Más allá de estos aspectos que hacen a la anécdota de la cuestión, creemos
que es
un buen momento para reflexionar
sobre otros aspectos en un país notoriamente dividido en su concepción de
las cuestiones artísticas. Uruguay reparte su población casi en mitades. Por un
lado Montevideo (1.319.108 habitantes) y Canelones (520.107), y por otro lado los 17
departamentos restantes con sus 1.839.215 habitantes, de acuerdo al último
censo de población realizado
por el Instituto Nacional de Estadísticas.
Y
este dato no es menor teniendo en cuenta que en esa pequeña porción del
territorio nacional, donde se toman todas las decisiones de fondo de la
vida uruguaya, vive la mitad de la población que
decide, determina y hasta ordena los parámetros en los que debe
vivir y regirse la otra mitad. Esa situación se da en todos los órdenes de
las decisiones de gobierno, pero quizá en estos temas como los culturales quede más en evidencia ese divorcio existente entre lo que
determinan quienes deciden y lo que piensan, sienten y opina el resto.
Nótese
que no estamos haciendo juicio de valor ni poniendo en controversia
si está bien o está mal instituir el Premio Nacional de Artes Visuales a
un bordado que reproduce en otra escala el trabajo artesanal y milenario de esa
bordadora que cumple con su tarea
meticulosamente, con el rigor de un artista pero sabiendo y asumiendo que su
tarea no es arte, es simplemente un elemento utilitario que cumplirá un
determinado fin y allí cerrará su existencia. Al igual que el artesano que
moldea el barro para dar forma a la taza
que posteriormente será utilizada por el niño para tomar su leche diaria. El
orfebre moldea su barro, sabe de los recursos y los trucos que debe emplear en él
para conseguir un fin: que ese elemento contenga la leche que alimente al niño. Nada más
simple y nada más inmenso que eso. Lo mismo que el que construye una silla, o
el que levanta una pared.
En
el Uruguay más de 1.800.000 personas
viven en un territorio distinto al metropolitano.

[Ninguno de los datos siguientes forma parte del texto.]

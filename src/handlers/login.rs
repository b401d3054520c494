//! Login surface consumed by the transport layer

use serde::Serialize;

use crate::auth::credentials::{Credential, CredentialValidator};
use crate::auth::token::TokenService;
use crate::error::Result;

/// Successful login response body
#[derive(Debug, Clone, Serialize)]
pub struct LoginResponse {
    pub access_token: String,
}

/// Validate a credential and issue a token for it.
///
/// The transport layer maps the error kinds to status codes; nothing is
/// re-wrapped here.
pub async fn login(
    validator: &CredentialValidator,
    tokens: &TokenService,
    credential: Credential,
) -> Result<LoginResponse> {
    let logged = validator
        .validate(&credential.identifier, &credential.password)
        .await?;
    let access_token = tokens.issue(&logged)?;
    log::debug!("Issued token for '{}'", logged.username);
    Ok(LoginResponse { access_token })
}
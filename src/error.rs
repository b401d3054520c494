use std::error::Error;
use std::fmt;

#[derive(Debug, Clone, PartialEq, Eq)]
pub enum GatepostError {
    // Request errors
    InvalidRequest(String),

    // Credential errors
    /// Unknown identity and wrong password deliberately collapse into this
    /// one variant so callers cannot enumerate usernames.
    InvalidCredentials,

    // Token errors
    /// Missing, malformed, expired, or tampered token. The specific cause
    /// is logged but never exposed.
    Unauthenticated,

    // Authorization errors
    Forbidden,

    // Storage errors
    Conflict(String),
    StorageError(String),
    /// A stored password hash failed to parse. Fatal for the affected
    /// account; must be alerted on, never bypassed.
    CorruptCredentialStore(String),

    // Configuration errors
    ConfigError(String),
}

impl fmt::Display for GatepostError {
    fn fmt(&self, f: &mut fmt::Formatter<'_>) -> fmt::Result {
        match self {
            Self::InvalidRequest(msg) => write!(f, "Invalid request: {}", msg),
            Self::InvalidCredentials => write!(f, "Invalid username or password"),
            Self::Unauthenticated => write!(f, "Authentication required"),
            Self::Forbidden => write!(f, "Forbidden: insufficient permissions"),
            Self::Conflict(msg) => write!(f, "Conflict: {}", msg),
            Self::StorageError(msg) => write!(f, "Storage error: {}", msg),
            Self::CorruptCredentialStore(msg) => {
                write!(f, "Corrupt credential store: {}", msg)
            }
            Self::ConfigError(msg) => write!(f, "Configuration error: {}", msg),
        }
    }
}

impl Error for GatepostError {}

// Generic result type for gatepost
pub type Result<T> = std::result::Result<T, GatepostError>;
//! Access decisions from role membership and resource ownership
//!
//! One pure decision function replaces the usual pair of mechanisms
//! (a coarse role guard on the route plus ad-hoc ownership comparisons
//! inside handlers): each protected operation describes itself as an
//! [`OperationSpec`] and is evaluated exactly once.

use std::collections::HashSet;

use crate::auth::identity::{LoggedIdentity, Role};
use crate::error::{GatepostError, Result};

/// Access requirements for one protected operation.
#[derive(Debug, Clone, Default)]
pub struct OperationSpec {
    /// Roles allowed to perform the operation. Empty means any
    /// authenticated caller. `Admin` always satisfies the test.
    pub required_roles: HashSet<Role>,
    /// Roles that skip the ownership comparison (typically `Admin`).
    pub ownership_exempt: HashSet<Role>,
}

impl OperationSpec {
    /// Any authenticated caller; no ownership concept
    pub fn authenticated() -> Self {
        Self::default()
    }

    /// Gated on role membership only
    pub fn role_gated<I: IntoIterator<Item = Role>>(roles: I) -> Self {
        Self {
            required_roles: roles.into_iter().collect(),
            ownership_exempt: HashSet::new(),
        }
    }

    /// Owner-only, with the given roles exempt from the ownership check
    pub fn owner_or<I: IntoIterator<Item = Role>>(exempt: I) -> Self {
        Self {
            required_roles: HashSet::new(),
            ownership_exempt: exempt.into_iter().collect(),
        }
    }
}

/// The owner field of the targeted resource, borrowed from the store for
/// the duration of one decision.
#[derive(Debug, Clone, Copy)]
pub struct Ownership<'a> {
    pub owner: &'a str,
}

/// Why access was denied
#[derive(Debug, Clone, Copy, PartialEq, Eq)]
pub enum DenyReason {
    RoleNotPermitted,
    NotOwner,
}

/// The outcome of a policy evaluation. Derived per request, never stored.
#[derive(Debug, Clone, Copy, PartialEq, Eq)]
pub enum AccessDecision {
    Allow,
    Deny(DenyReason),
}

impl AccessDecision {
    pub fn is_allowed(&self) -> bool {
        matches!(self, AccessDecision::Allow)
    }

    /// Collapse into the crate error surface: every deny is `Forbidden`.
    pub fn into_result(self) -> Result<()> {
        match self {
            AccessDecision::Allow => Ok(()),
            AccessDecision::Deny(reason) => {
                log::debug!("Access denied: {:?}", reason);
                Err(GatepostError::Forbidden)
            }
        }
    }
}

/// Decide whether `caller` may perform the operation described by `spec`
/// on a resource with the given ownership, if any.
///
/// Pure and synchronous: all inputs arrive as arguments, nothing is
/// fetched here.
pub fn decide(
    caller: &LoggedIdentity,
    spec: &OperationSpec,
    resource: Option<Ownership<'_>>,
) -> AccessDecision {
    let role_satisfied = spec.required_roles.is_empty()
        || caller.role == Role::Admin
        || spec.required_roles.contains(&caller.role);

    if !role_satisfied {
        return AccessDecision::Deny(DenyReason::RoleNotPermitted);
    }

    if spec.ownership_exempt.contains(&caller.role) {
        return AccessDecision::Allow;
    }

    match resource {
        Some(Ownership { owner }) if caller.username == owner => AccessDecision::Allow,
        Some(_) => AccessDecision::Deny(DenyReason::NotOwner),
        None => AccessDecision::Allow,
    }
}
// Token configuration constants
pub const DEFAULT_TOKEN_LIFETIME_SECS: u64 = 604_800; // 7 days
pub const BEARER_PREFIX: &str = "Bearer ";

// Secret requirements
pub const MIN_SECRET_LENGTH: usize = 32;

// Argon2 work factor defaults (roughly bcrypt cost 10 territory)
pub const DEFAULT_HASH_MEMORY_KIB: u32 = 19_456;
pub const DEFAULT_HASH_ITERATIONS: u32 = 2;
pub const DEFAULT_HASH_PARALLELISM: u32 = 1;
//! Surfaces consumed by the (external) transport layer

pub mod login;

pub use login::{login, LoginResponse};
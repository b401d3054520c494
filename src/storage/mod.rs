//! Storage abstraction for identity persistence

pub mod memory;
pub mod traits;

pub use memory::MemoryUserRepository;
pub use traits::UserRepository;
//! Authentication and authorization core

pub mod accounts;
pub mod credentials;
pub mod gate;
pub mod identity;
pub mod password;
pub mod policy;
pub mod token;

// Re-export main components
pub use accounts::AccountService;
pub use credentials::{Credential, CredentialValidator};
pub use gate::AuthGate;
pub use identity::{Identity, LoggedIdentity, NewIdentity, Role};
pub use password::PasswordHasher;
pub use policy::{decide, AccessDecision, DenyReason, OperationSpec, Ownership};
pub use token::{Claims, TokenError, TokenService};
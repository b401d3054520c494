//! Abstract storage interface for identity lookup
//!
//! The auth core treats persistence as an external collaborator and only
//! depends on this narrow trait. Locking, transactions, and timeout
//! discipline are entirely the backend's business; every call here is a
//! single atomic read or write with no cross-call transaction spanning.

use async_trait::async_trait;

use crate::auth::identity::Identity;
use crate::error::Result;

/// Identity lookup and maintenance interface.
///
/// Implementations must enforce username and email uniqueness: `insert`
/// returns `Conflict` on a duplicate, and lookups return at most one
/// record.
#[async_trait]
pub trait UserRepository: Send + Sync {
    /// Find an identity by exact (case-sensitive) username
    async fn find_by_username(&self, username: &str) -> Result<Option<Identity>>;

    /// Find an identity by email. Callers pass the address already
    /// lowercased; stored emails are lowercase by invariant.
    async fn find_by_email(&self, email: &str) -> Result<Option<Identity>>;

    /// Insert a new identity, failing with `Conflict` if the username or
    /// email is already taken
    async fn insert(&self, identity: Identity) -> Result<()>;

    /// Replace the stored password hash for a username.
    ///
    /// Last write wins: two concurrent changes to the same identity are
    /// not serialized here unless the backend provides conditional
    /// updates.
    async fn update_password_hash(&self, username: &str, password_hash: &str) -> Result<()>;
}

Hablan distinto, piensan distinto, se expresan en forma diferente, tienen otros
intereses, otras prioridades y expectativas. Encuentran en su entorno otras
motivaciones, otros recursos, otros colores y olores; y eso los lleva a concebir lo que hacen de otra manera. Ni
mejor ni peor. Distinta. Es así que millares se congregan en Tacuarembó para
reencontrarse con sus tradiciones en el festival de la Patria Gaucha, que otros
miles lo hacen a orillas del Olimar o el
Yi, o que en Artigas el festejo del Carnaval esté más asociado con las
festividades brasileras que con las uruguayas. Y el arte, el artista mal
llamado local, vuelca en su lenguaje esas expresiones esos colores, esa forma
de ser y sentir.
Por
eso entendemos que catalogar como “Premio
Nacional” y distinguir con ese galardón a una obra (sea cual sea su modo
expresivo) que no refleje ese colectivo nacional es como catalogar de uruguaya a la música tirolesa, o al vodka, o
a la lucha de sumo. Está bien, la puede ejecutar un uruguayo, pero en esencia
será una expresión foránea realizada por un coterráneo, pero nada más que eso.
En
este caso nos parece lo mismo, asumiendo lo ambiguo y controversial que puede
tener el concepto “nacional” entendemos que
en su esencia, ese modo expresivo utilizado por la artista premiada, no refleja
el sentido nacional que tiene
ese premio.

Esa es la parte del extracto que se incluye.